In this lean, nail-biting thriller, a deaf author living in a remote house in the woods is unaware that a psychopathic killer is trying to break into her house. Director Mike Flanagan milks this simple home invasion setup for all it’s got, and the author proves far more resourceful than she first appears as the intruder tries to take advantage of her disability.

Orphan

Dir. Jaume Collet-Serra

This sickly pleasurable piece of schlock concerns a well-off Connecticut couple with two children who adopt a third: a nine-year old Russian girl called Esther who dresses like a haunted Victorian doll. We know there’s something not quite right with her. But what is it?

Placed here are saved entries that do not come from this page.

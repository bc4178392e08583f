use std::future::Future;

use indexmap::IndexMap;

use serde::{Deserialize, Serialize};

use serde_json::Value;

use tracing::info;

use twinhub::serializer::PayloadSerializer;

use crate::client::RegistryClient;
use crate::device::DEVICES_ROUTE;
use crate::error::{Error, ErrorKind, Result};
use crate::request::{check_id, if_match};
use crate::transport::{HttpTransport, RestKind};

const CONFIGURATIONS_ROUTE: &str = "configurations";
const SCHEMA_VERSION: &str = "1.0";

/// Content a configuration applies to its targets.
#[derive(Debug, Clone, Default, PartialEq, Serialize, Deserialize)]
#[serde(rename_all = "camelCase")]
pub struct ConfigurationContent {
    /// Device twin content, keyed by property path.
    #[serde(default, skip_serializing_if = "Option::is_none")]
    pub device_content: Option<IndexMap<String, Value>>,
    /// Edge deployment content, keyed by module.
    #[serde(default, skip_serializing_if = "Option::is_none")]
    pub modules_content: Option<IndexMap<String, Value>>,
    /// Module twin content, keyed by property path.
    #[serde(default, skip_serializing_if = "Option::is_none")]
    pub module_content: Option<IndexMap<String, Value>>,
}

/// Metrics of a configuration.
#[derive(Debug, Clone, Default, PartialEq, Eq, Serialize, Deserialize)]
#[serde(rename_all = "camelCase")]
pub struct ConfigurationMetrics {
    /// Results, keyed by metric name.
    #[serde(default)]
    pub results: IndexMap<String, i64>,
    /// Queries, keyed by metric name.
    #[serde(default)]
    pub queries: IndexMap<String, String>,
}

/// An automatic configuration.
#[derive(Debug, Clone, PartialEq, Serialize, Deserialize)]
#[serde(rename_all = "camelCase")]
pub struct Configuration {
    /// Configuration identifier.
    pub id: String,
    /// Schema version.
    pub schema_version: String,
    /// Labels.
    #[serde(default)]
    pub labels: IndexMap<String, String>,
    /// Applied content.
    #[serde(default)]
    pub content: ConfigurationContent,
    /// Query selecting the targets.
    #[serde(default)]
    pub target_condition: String,
    /// Creation time. Read-only.
    #[serde(default, skip_serializing_if = "Option::is_none")]
    pub created_time_utc: Option<String>,
    /// Last update time. Read-only.
    #[serde(default, skip_serializing_if = "Option::is_none")]
    pub last_updated_time_utc: Option<String>,
    /// Priority, higher values win over lower ones.
    #[serde(default)]
    pub priority: i32,
    /// Metrics computed by the service. Read-only.
    #[serde(default, skip_serializing_if = "Option::is_none")]
    pub system_metrics: Option<ConfigurationMetrics>,
    /// Custom metrics.
    #[serde(default, skip_serializing_if = "Option::is_none")]
    pub metrics: Option<ConfigurationMetrics>,
    /// Entity tag.
    #[serde(default, skip_serializing_if = "Option::is_none")]
    pub etag: Option<String>,
}

impl Configuration {
    /// Creates an empty [`Configuration`].
    #[must_use]
    pub fn new(id: impl Into<String>) -> Self {
        Self {
            id: id.into(),
            schema_version: SCHEMA_VERSION.into(),
            labels: IndexMap::new(),
            content: ConfigurationContent::default(),
            target_condition: String::new(),
            created_time_utc: None,
            last_updated_time_utc: None,
            priority: 0,
            system_metrics: None,
            metrics: None,
            etag: None,
        }
    }

    /// Sets the content.
    #[must_use]
    pub fn content(mut self, content: ConfigurationContent) -> Self {
        self.content = content;
        self
    }

    /// Sets the target condition.
    #[must_use]
    pub fn target_condition(mut self, target_condition: impl Into<String>) -> Self {
        self.target_condition = target_condition.into();
        self
    }

    /// Sets the priority.
    #[must_use]
    pub const fn priority(mut self, priority: i32) -> Self {
        self.priority = priority;
        self
    }

    /// Adds a label.
    #[must_use]
    pub fn label(mut self, key: impl Into<String>, value: impl Into<String>) -> Self {
        self.labels.insert(key.into(), value.into());
        self
    }

    /// Sets the entity tag.
    #[must_use]
    pub fn etag(mut self, etag: impl Into<String>) -> Self {
        self.etag = Some(etag.into());
        self
    }
}

/// Configuration operations.
pub trait ConfigurationsClient {
    /// Creates a configuration.
    ///
    /// # Errors
    ///
    /// The identifier is empty, the configuration already carries an entity
    /// tag, or the service rejects the request.
    fn create_configuration(
        &self,
        configuration: &Configuration,
    ) -> impl Future<Output = Result<Configuration>> + Send;

    /// Retrieves a configuration.
    ///
    /// # Errors
    ///
    /// The identifier is empty or the service rejects the request.
    fn get_configuration(
        &self,
        configuration_id: &str,
    ) -> impl Future<Output = Result<Configuration>> + Send;

    /// Retrieves up to `max_count` configurations.
    ///
    /// # Errors
    ///
    /// The service rejects the request.
    fn get_configurations(
        &self,
        max_count: u32,
    ) -> impl Future<Output = Result<Vec<Configuration>>> + Send;

    /// Replaces a configuration.
    ///
    /// # Errors
    ///
    /// The configuration has no entity tag and the operation is not forced,
    /// or the service rejects the request.
    fn replace_configuration(
        &self,
        configuration: &Configuration,
        force: bool,
    ) -> impl Future<Output = Result<Configuration>> + Send;

    /// Deletes a configuration.
    ///
    /// # Errors
    ///
    /// The configuration has no entity tag and the operation is not forced,
    /// or the service rejects the request.
    fn delete_configuration(
        &self,
        configuration: &Configuration,
        force: bool,
    ) -> impl Future<Output = Result<()>> + Send;

    /// Applies a configuration content to an edge device.
    ///
    /// # Errors
    ///
    /// The identifier is empty or the service rejects the request.
    fn apply_configuration_on_edge_device(
        &self,
        device_id: &str,
        content: &ConfigurationContent,
    ) -> impl Future<Output = Result<()>> + Send;
}

impl<T, S> ConfigurationsClient for RegistryClient<T, S>
where
    T: HttpTransport,
    S: PayloadSerializer,
{
    async fn create_configuration(&self, configuration: &Configuration) -> Result<Configuration> {
        check_id(&configuration.id, "configuration")?;
        if configuration.etag.is_some() {
            return Err(Error::new(
                ErrorKind::ArgumentInvalid,
                "A configuration to be created must not carry an ETag",
            ));
        }

        let request = self.request(
            RestKind::Put,
            [CONFIGURATIONS_ROUTE, configuration.id.as_str()],
        );
        let created: Configuration = self
            .execute_parse(self.with_body(request, configuration)?, 200)
            .await?;

        info!("Configuration `{}` created", created.id);
        Ok(created)
    }

    async fn get_configuration(&self, configuration_id: &str) -> Result<Configuration> {
        check_id(configuration_id, "configuration")?;
        self.execute_parse(
            self.request(RestKind::Get, [CONFIGURATIONS_ROUTE, configuration_id]),
            200,
        )
        .await
    }

    async fn get_configurations(&self, max_count: u32) -> Result<Vec<Configuration>> {
        let request = self
            .request(RestKind::Get, [CONFIGURATIONS_ROUTE])
            .query("top", max_count.to_string());
        self.execute_parse(request, 200).await
    }

    async fn replace_configuration(
        &self,
        configuration: &Configuration,
        force: bool,
    ) -> Result<Configuration> {
        check_id(&configuration.id, "configuration")?;
        let etag = if_match(configuration.etag.as_deref(), force, "configuration")?;

        let request = self
            .request(
                RestKind::Put,
                [CONFIGURATIONS_ROUTE, configuration.id.as_str()],
            )
            .header("If-Match", etag);
        let replaced: Configuration = self
            .execute_parse(self.with_body(request, configuration)?, 200)
            .await?;

        info!("Configuration `{}` replaced", replaced.id);
        Ok(replaced)
    }

    async fn delete_configuration(&self, configuration: &Configuration, force: bool) -> Result<()> {
        check_id(&configuration.id, "configuration")?;
        let etag = if_match(configuration.etag.as_deref(), force, "configuration")?;

        let request = self
            .request(
                RestKind::Delete,
                [CONFIGURATIONS_ROUTE, configuration.id.as_str()],
            )
            .header("If-Match", etag);
        self.execute(request, 204).await?;

        info!("Configuration `{}` deleted", configuration.id);
        Ok(())
    }

    async fn apply_configuration_on_edge_device(
        &self,
        device_id: &str,
        content: &ConfigurationContent,
    ) -> Result<()> {
        check_id(device_id, "device")?;

        let request = self.request(
            RestKind::Post,
            [DEVICES_ROUTE, device_id, "applyConfigurationContent"],
        );
        self.execute(self.with_body(request, content)?, 204).await?;

        info!("Configuration content applied on `{device_id}`");
        Ok(())
    }
}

We won’t ruin the macabre surprise, but even if you’ve guessed it there are still plenty of pleasures here, from Esther’s sadistic war of attrition with her new mother to the deliciously salty dialogue: “I’ll cut your hairless little prick off before you even figure out what it’s for,” is how Esther puts her bratty new brother in line.

Cabin in the Woods

Dir. Drew Goddard

If horror movies aren't really for you, this is just the ticket. It's a laugh-out-loud comedy disguised as a cliched teen slasher, and director Drew Goddard squeezes every last drop of comic potential out of his intriguing setup. To reveal that setup might spoil some of the film's macabre fun, but even if you've seen Cabin in the Woods before, it's so dense in gags it's worth another look. 

Horror films to stream on Amazon Video

Hereditary

Dir. Ari Aster

Something is off with the family at the heart of Hereditary, even before multiple heads are decapitated and satanic figures appear smiling at the edges of the frame. The film begins with Toni Collette’s Anne giving a less-than-loving eulogy at her mother's funeral, but she has even harsher words for her high school stoner son (Alex Wolff), both in real life and during her somnambulistic fever dreams. Anne’s younger daughter, meanwhile, is into creating creepy dolls out of flotsam and jetsam. Her handicraft clearly comes from her mother’s side: Anne makes a living by creating scale models of traumatic events in her life. Like the best Polanski movies, this is a queasy chamber piece first, horror film second, although when the gore does come, it’s by the bucketful.

Night of the Living Dead

Dir. George A Romero

The granddaddy of all modern horror films, Romero’s gritty, low-budget shocker sees a group of strangers holed up in a remote farmhouse and under siege from walking corpses. It may be almost five decades old, but the blunt force of the filmmaking is as potent as ever, and the ending remains a gut punch no matter how many times you’ve seen it.

House on Haunted Hill

Dir. William Castle

One of the classic “it was a dark and spooky night” films from William Castle, horror’s great showman. Vincent Price plays an eccentric millionaire who offers a group of people $10,000 to spend a night in his haunted mansion. In the original theatrical run, Castle would fly a skeleton through the audience, scaring the bejesus out of them at key moments. Without all the theatrics, though, House on Haunted Hill stands up six decades later. 

Eaten Alive

Dir. Tobe Hooper

Everyone knows The Texas Chain Saw Massacre, of course, but Hooper’s little-seen, more goofy but still deeply disturbing follow-up, Eaten Alive, deserves some attention. Based loosely on the legend of serial killer Joe Ball, aka The Alligator Man, a hotelier who used to feed his guests to his pet alligators, the film is heavy on Southern gothic atmosphere and grizzly setpieces. Old western stalwarts Neville Brand is terrifically creepy as the film’s Ball surrogate.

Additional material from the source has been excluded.